Part 6

7 2 0
                                    

Aku sontak membuka mataku. Sudah jam 7 pagi. Ternyata semua itu hanya mimpi. Aku kembali berlinangan air mata. Aku benar-benar merindukan mereka berdua.

"Kak, mengapa kau menangis?"

"Aku rindu Ibu dan Taeyong. Sampai-sampai aku memimpikan mereka semalam. Hiks... Hiks..." aka kemudian memeluk Wendy erat.

"Ibu... Taeyong... Kembalilah... Ku mohon... Hidupku terasa hampa tanpa kehadiran kalian."

Aku terus teringat kejadian kemarin malam. Mulai ditemukannya potongan tangan Ibuku dan juga dibunuhnya Taeyong yang ku saksikan dengan mata dan kepalaku sendiri.

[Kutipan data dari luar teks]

use std::fmt::Display;
use std::str::FromStr;

use url::Url;

use crate::resolve;

pub const STREAM_INF_TAG: &str = "#EXT-X-STREAM-INF:";
const MEDIA_PLAYLIST_TAGS: &[&str] = &["#EXTINF", "#EXT-X-TARGETDURATION"];

#[derive(Debug, Clone, PartialEq, Eq, thiserror::Error)]
pub enum ManifestError {
    #[error("malformed attribute \"{0}\"")]
    MalformedAttribute(String),
    #[error("invalid {key} value \"{value}\"")]
    InvalidValue { key: String, value: String },
}

#[derive(Debug, Clone, Copy, PartialEq, Eq)]
pub struct Resolution {
    pub width: u32,
    pub height: u32,
}

impl FromStr for Resolution {
    type Err = ();

    fn from_str(s: &str) -> Result<Self, Self::Err> {
        let (width, height) = s.split_once(['x', 'X']).ok_or(())?;

        Ok(Resolution {
            width: width.trim().parse().map_err(|_| ())?,
            height: height.trim().parse().map_err(|_| ())?,
        })
    }
}

impl Display for Resolution {
    fn fmt(&self, f: &mut std::fmt::Formatter<'_>) -> std::fmt::Result {
        write!(f, "{}x{}", self.width, self.height)
    }
}

/// Attributes of an `#EXT-X-STREAM-INF` line this crate cares about.
#[derive(Debug, Clone, Copy, Default, PartialEq, Eq)]
pub struct StreamInf {
    pub bandwidth: Option<u64>,
    pub resolution: Option<Resolution>,
}

impl StreamInf {
    /// Parses the attribute list following the tag, e.g.
    /// `BANDWIDTH=800000,RESOLUTION=1280x720,CODECS="avc1.4d401f,mp4a.40.2"`.
    ///
    /// Keys other than `BANDWIDTH` and `RESOLUTION` are ignored.
    pub fn parse(attributes: &str) -> Result<Self, ManifestError> {
        let mut stream_inf = StreamInf::default();

        for attribute in split_attributes(attributes) {
            let Some((key, value)) = attribute.split_once('=') else {
                return Err(ManifestError::MalformedAttribute(attribute.to_string()));
            };

            let key = key.trim();
            let value = value.trim().trim_matches('"');

            let invalid_value = || ManifestError::InvalidValue {
                key: key.to_string(),
                value: value.to_string(),
            };

            if key.eq_ignore_ascii_case("BANDWIDTH") {
                stream_inf.bandwidth = Some(value.parse().map_err(|_| invalid_value())?);
            } else if key.eq_ignore_ascii_case("RESOLUTION") {
                stream_inf.resolution = Some(value.parse().map_err(|_| invalid_value())?);
            } else if key.is_empty() {
                return Err(ManifestError::MalformedAttribute(attribute.to_string()));
            }
        }

        Ok(stream_inf)
    }
}

/// Splits on commas that are not inside a quoted string.
fn split_attributes(list: &str) -> Vec<&str> {
    let mut attributes = Vec::new();
    let mut in_quotes = false;
    let mut start = 0;

    for (i, c) in list.char_indices() {
        match c {
            '"' => in_quotes = !in_quotes,
            ',' if !in_quotes => {
                attributes.push(&list[start..i]);
                start = i + 1;
            }
            _ => {}
        }
    }
    attributes.push(&list[start..]);

    attributes
        .into_iter()
        .map(str::trim)
        .filter(|attribute| !attribute.is_empty())
        .collect()
}

#[derive(Debug, Clone, PartialEq, Eq)]
pub struct ManifestVariant {
    pub sequence_index: usize,
    pub bandwidth: Option<u64>,
    pub resolution: Option<Resolution>,
    pub raw_uri: String,
    pub resolved_url: String,
}

/// Parses an HLS playlist into its variants, in manifest order.
///
/// Malformed stream info lines are logged and skipped, stream info without a
/// following URI is dropped, and so is any URI that cannot be made absolute.
/// A media playlist (segments, no variants) is a single rendition and yields
/// `base_url` itself.
pub fn parse(manifest_text: &str, base_url: &str) -> Vec<ManifestVariant> {
    let lines: Vec<&str> = manifest_text
        .trim_start_matches('\u{feff}')
        .lines()
        .map(str::trim)
        .filter(|line| !line.is_empty())
        .collect();

    if is_media_playlist(&lines) {
        return single_rendition(base_url);
    }

    let mut variants = Vec::new();
    let mut pending: Option<StreamInf> = None;

    for line in lines {
        if let Some(attributes) = line.strip_prefix(STREAM_INF_TAG) {
            if pending.is_some() {
                log::debug!("Discarding stream info without uri");
            }

            pending = Some(StreamInf::parse(attributes).unwrap_or_else(|err| {
                log::warn!("Skipping stream info attributes: {}", err);
                StreamInf::default()
            }));
        } else if line.starts_with('#') {
            continue;
        } else {
            let stream_inf = pending.take().unwrap_or_default();

            match resolve::resolve(base_url, line) {
                Ok(resolved_url) => variants.push(ManifestVariant {
                    sequence_index: variants.len(),
                    bandwidth: stream_inf.bandwidth,
                    resolution: stream_inf.resolution,
                    raw_uri: line.to_string(),
                    resolved_url,
                }),
                Err(err) => log::warn!("Dropping variant {}: {}", line, err),
            }
        }
    }

    if pending.is_some() {
        log::debug!("Discarding stream info without uri at end of manifest");
    }

    variants
}

fn is_media_playlist(lines: &[&str]) -> bool {
    let has_variants = lines.iter().any(|line| line.starts_with(STREAM_INF_TAG));
    let has_segments = lines
        .iter()
        .any(|line| MEDIA_PLAYLIST_TAGS.iter().any(|tag| line.starts_with(tag)));

    has_segments && !has_variants
}

fn single_rendition(base_url: &str) -> Vec<ManifestVariant> {
    if Url::parse(base_url).is_err() {
        log::warn!("Dropping media playlist with invalid url: {}", base_url);
        return Vec::new();
    }

    vec![ManifestVariant {
        sequence_index: 0,
        bandwidth: None,
        resolution: None,
        raw_uri: base_url.to_string(),
        resolved_url: base_url.to_string(),
    }]
}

Benar-benar menguras air mata. Aku tidak bisa membayangkan betapa menderitanya mereka saat itu. Mereka disiksa dengan kejam dan setelah itu dimutilasi.

Aku terus teringat pula suara teriakan Taeyong yang hendak meminta pertolongan. Namun, naas sekali ia tidak bisa selamat. Ia dibunuh kemudian dimutilasi secara keji. Dan pembunuhnya mengambil bagian organ dalam Taeyong kemudian memakannya mentah-mentah. Aku sangat miris melihat kejadian itu. Terlebih saat salah satu bola mata Taeyong terlempar keluar dari tempatnya menabrak kaca jendela kamar yang ku tempati.

"Taeyong... Maafkan aku karena aku tidak menyelamatkanmu saat itu. Aku benar-benar menyesal. Maafkan aku, Taeyong. Maafkan aku."

Aku memeluk selembar foto Taeyong yang ditaruh Wendy diatas meja dekat ranjang.

"Maafkan aku karena akulah penyebab kematianmu. Seharusnya aku tidak berkata bahwa aku takut. Dengan begitu, kau akan terhindar dari marabahaya dan aku akan masih bisa melihatmu hari ini."

"Wendy, Ji Eun, ayo sarapan dulu." ajak Kak Hani dari luar kamar.

"Iya, Kak. Kita akan segera kesana. Kakak duluan saja." jawab Wendy masih terus merangkulku untuk menenangkanku.

"Lebih baik kita sarapan dulu, Kak. Kak Hani dan semuanya pasti sudah menunggu kita disana."

"Kalian saja yang makan. Aku sedang tidak nafsu makan. Aku terus menerus kepikiran tentang mereka berdua. Hiks... Hiks..."

"Taeyong! Ibu! Kembalilah! Kumohon pada kalian dengan amat sangat!" aku terus menangis sesunggukan seraya memandang langit-langit kamar.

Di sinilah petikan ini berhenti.